Some might say it is your patriotic duty to pay as little in taxes as legally possible.. not cheat.  Hard to look at tax laws and not think this thing is designed to be a game.  

One of the things I have always appreciated about sailing is that this is one of the few places where the design safety factor is often less than 1:1.  You just don't get to push limits like that in most other things (and rightfully so, but hey breaking things is fun sometimes if not a little on the expensive side).  

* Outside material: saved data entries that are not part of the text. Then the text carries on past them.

use core::time::Duration;

use ibc_core_client_types::Height;
use ibc_core_commitment_types::commitment::CommitmentProofBytes;
use ibc_core_host_types::identifiers::ClientId;
use ibc_primitives::prelude::*;
use ibc_primitives::Signer;
use ibc_proto::ibc::core::connection::v1::MsgConnectionOpenTry as RawMsgConnectionOpenTry;
use ibc_proto::Protobuf;

use crate::connection::Counterparty;
use crate::error::ConnectionError;
use crate::version::Version;

pub const CONN_OPEN_TRY_TYPE_URL: &str = "/ibc.core.connection.v1.MsgConnectionOpenTry";

/// Per our convention, this message is sent to chain B.
/// The handler will check proofs of chain A.
#[derive(Clone, Debug, PartialEq, Eq)]
pub struct MsgConnectionOpenTry {
    /// ClientId on B that the connection is being opened for
    pub client_id_on_b: ClientId,
    /// ClientId, ConnectionId and prefix of chain A
    pub counterparty: Counterparty,
    /// Versions supported by chain A
    pub versions_on_a: Vec<Version>,
    /// proof of ConnectionEnd stored on Chain A during ConnOpenInit
    pub proof_conn_end_on_a: CommitmentProofBytes,
    /// Height at which the proof in this message was taken
    pub proofs_height_on_a: Height,
    pub delay_period: Duration,
    pub signer: Signer,
}

impl Protobuf<RawMsgConnectionOpenTry> for MsgConnectionOpenTry {}

impl TryFrom<RawMsgConnectionOpenTry> for MsgConnectionOpenTry {
    type Error = ConnectionError;

    fn try_from(msg: RawMsgConnectionOpenTry) -> Result<Self, Self::Error> {
        let counterparty_versions = msg
            .counterparty_versions
            .into_iter()
            .map(Version::try_from)
            .collect::<Result<Vec<_>, _>>()?;

        if counterparty_versions.is_empty() {
            return Err(ConnectionError::EmptyVersions);
        }

        let counterparty: Counterparty = msg
            .counterparty
            .ok_or(ConnectionError::MissingCounterparty)?
            .try_into()?;

        if counterparty.connection_id().is_none() {
            return Err(ConnectionError::MissingCounterparty);
        }

        Ok(Self {
            client_id_on_b: msg.client_id.parse()?,
            counterparty,
            versions_on_a: counterparty_versions,
            proof_conn_end_on_a: msg
                .proof_init
                .try_into()
                .map_err(ConnectionError::InvalidProof)?,
            proofs_height_on_a: msg
                .proof_height
                .and_then(|raw_height| raw_height.try_into().ok())
                .ok_or(ConnectionError::MissingProofHeight)?,
            delay_period: Duration::from_nanos(msg.delay_period),
            signer: msg.signer.into(),
        })
    }
}

impl From<MsgConnectionOpenTry> for RawMsgConnectionOpenTry {
    fn from(msg: MsgConnectionOpenTry) -> Self {
        // Self-client proofs are not part of this handshake, so the raw
        // client state and consensus fields stay empty.
        #[allow(deprecated)]
        RawMsgConnectionOpenTry {
            client_id: msg.client_id_on_b.as_str().to_string(),
            previous_connection_id: String::new(),
            client_state: None,
            counterparty: Some(msg.counterparty.into()),
            delay_period: u64::try_from(msg.delay_period.as_nanos()).unwrap_or(u64::MAX),
            counterparty_versions: msg.versions_on_a.into_iter().map(Into::into).collect(),
            proof_height: Some(msg.proofs_height_on_a.into()),
            proof_init: msg.proof_conn_end_on_a.into(),
            proof_client: Vec::new(),
            proof_consensus: Vec::new(),
            consensus_height: None,
            signer: msg.signer.to_string(),
            host_consensus_state_proof: Vec::new(),
        }
    }
}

So playing the game and pushing the limits... how do you know what the limits are if they don't get occasionally broken?  Call it cheating if you must my take is the community pretty much takes care of that.  I am not close enough to racing currently to be sure but what little I have been involved in the past in has revealed a tight knit and welcoming, yet competitive community of people pushing boundaries and limits in sometimes very new and creative ways.  Cheating implies dishonesty. Dishonesty is in a cultural context.  Is it the culture to be dishonest by default?  To find better ways to be dishonest? God I hope not.  

Exploring the limits? 

 
How about yelling bs "rule" numbers and hails to intimidate the newbies at mark roundings?  That's cheating, and it happens all the damn time.  How about "not hearing" calls for room or "up" at the line?  Cheating, and it happens all the time.  I gave up course racing a few years ago because of the open cheating on the course, the the straight-faced lying in the protest room, and the drunken confrontations in the club bar.  Maybe I've just had bad luck with the fleets I've sailed in.  Back in the day, I sailed out of a club where everyone cheated, in part because nobody really knew the rules.  I got a ride on a boat with a skipper who'd coached for years for a top college team.  He proceeded to sail right to the bleeding edge of the rules and protest every single infraction.  All legit--and it got him driven out of the club and killed racing for a decade there.